János Pach (born May 3, 1954)[2] is a mathematician and computer scientist working in the fields of combinatorics and discrete and computational geometry.

Biography

Pach was born and grew up in Hungary. He comes from a noted academic family: his father, Zsigmond Pál Pach was a well known historian, and his uncle Pál Turán was one of the best known Hungarian mathematicians.

Pach received his Candidate degree from the Hungarian Academy of Sciences, in 1983, where his advisor was Miklós Simonovits.[3]

Since 1977, he has been affiliated with the Alfréd Rényi Institute of Mathematics of the Hungarian Academy of Sciences.[4]
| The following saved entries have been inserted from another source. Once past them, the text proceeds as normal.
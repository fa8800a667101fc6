use crate::foundation::core::{Point, Rect};
use crate::foundation::error::CollatzResult;
use crate::tree::builder::{SequenceTreeBuilder, TreeParams};

/// Fraction of each axis' extent added as margin on both sides.
pub const LIMIT_PADDING: f64 = 0.05;

/// Closed real interval `[min, max]`.
#[derive(Clone, Copy, Debug, PartialEq, serde::Serialize, serde::Deserialize)]
pub struct Interval {
    /// Lower bound.
    pub min: f64,
    /// Upper bound.
    pub max: f64,
}

impl Interval {
    /// Interval spanning `min..=max`.
    pub fn new(min: f64, max: f64) -> Self {
        Self { min, max }
    }

    /// `max - min`.
    pub fn len(self) -> f64 {
        self.max - self.min
    }

    /// `true` when the interval has zero extent.
    pub fn is_empty(self) -> bool {
        self.len() == 0.0
    }

    /// Midpoint.
    pub fn center(self) -> f64 {
        0.5 * (self.min + self.max)
    }

    /// Inclusive containment test.
    pub fn contains(self, v: f64) -> bool {
        self.min <= v && v <= self.max
    }

    /// Grow by `frac` of the current extent on each side.
    pub fn padded(self, frac: f64) -> Self {
        let size = self.len();
        Self {
            min: self.min - frac * size,
            max: self.max + frac * size,
        }
    }
}

/// Fixed camera frame for a whole run: `(xlim, ylim)`.
#[derive(Clone, Copy, Debug, PartialEq, serde::Serialize, serde::Deserialize)]
pub struct PlotLimits {
    /// Horizontal limits.
    pub x: Interval,
    /// Vertical limits.
    pub y: Interval,
}

impl PlotLimits {
    /// Limits of `extent` with [`LIMIT_PADDING`] on each axis.
    pub fn from_extent(extent: Rect) -> Self {
        Self {
            x: Interval::new(extent.x0, extent.x1).padded(LIMIT_PADDING),
            y: Interval::new(extent.y0, extent.y1).padded(LIMIT_PADDING),
        }
    }

    /// `(xmin, xmax)`.
    pub fn xlim(&self) -> (f64, f64) {
        (self.x.min, self.x.max)
    }

    /// `(ymin, ymax)`.
    pub fn ylim(&self) -> (f64, f64) {
        (self.y.min, self.y.max)
    }

    /// Inclusive containment test.
    pub fn contains(&self, p: Point) -> bool {
        self.x.contains(p.x) && self.y.contains(p.y)
    }
}

/// Result of running a tree to completion without drawing it.
#[derive(Clone, Copy, Debug, PartialEq)]
pub struct TreeExtent {
    /// Tight bounding box of every origin and endpoint.
    pub bounds: Rect,
    /// Number of points folded into `bounds`.
    pub points: u64,
    /// Iterations until convergence.
    pub iterations: u64,
}

impl TreeExtent {
    /// Padded camera limits for this extent.
    pub fn limits(&self) -> PlotLimits {
        PlotLimits::from_extent(self.bounds)
    }
}

/// Drain `builder` and fold every point it ever occupies into a bounding box.
///
/// The starting position of every sequence counts, so the origin is always inside.
pub fn measure(mut builder: SequenceTreeBuilder) -> CollatzResult<TreeExtent> {
    let mut bounds: Option<Rect> = None;
    let mut points = 0u64;
    let mut include = |p: Point| {
        bounds = Some(match bounds {
            Some(r) => r.union_pt(p),
            None => Rect::from_points(p, p),
        });
        points += 1;
    };

    for p in builder.positions() {
        include(p);
    }
    while let Some(it) = builder.try_next_iteration()? {
        for seg in &it.segments {
            include(seg.to);
        }
    }

    let extent = TreeExtent {
        // `from_starts` guarantees at least one sequence.
        bounds: bounds.unwrap_or(Rect::ZERO),
        points,
        iterations: builder.iterations(),
    };
    tracing::debug!(
        points = extent.points,
        iterations = extent.iterations,
        x0 = extent.bounds.x0,
        x1 = extent.bounds.x1,
        y0 = extent.bounds.y0,
        y1 = extent.bounds.y1,
        "tree extent measured"
    );
    Ok(extent)
}

/// Bounding-box pre-pass: axis limits that keep the whole tree in view for `params`.
pub fn plot_limits(params: &TreeParams) -> CollatzResult<PlotLimits> {
    let builder = SequenceTreeBuilder::new(params)?;
    Ok(measure(builder)?.limits())
}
He was Research Professor at the Courant Institute of Mathematical Sciences at NYU[5] (since 1986), Distinguished Professor of Computer Science at City College, CUNY (1992-2011), and Neilson Professor at Smith College (2008-2009).

In 2008, he joined École Polytechnique Fédérale de Lausanne[2] as Professor of Mathematics.

He was the program chair for the International Symposium on Graph Drawing in 2004. With Herbert Edelsbrunner and Günter Ziegler, he is co-editor-in-chief of the journal Discrete and Computational Geometry, and he serves on the editorial boards of several other journals including Combinatorica, SIAM Journal on Discrete Mathematics, Computational Geometry, Graphs and Combinatorics, Central European Journal of Mathematics, and Moscow Journal of Combinatorics and Number Theory.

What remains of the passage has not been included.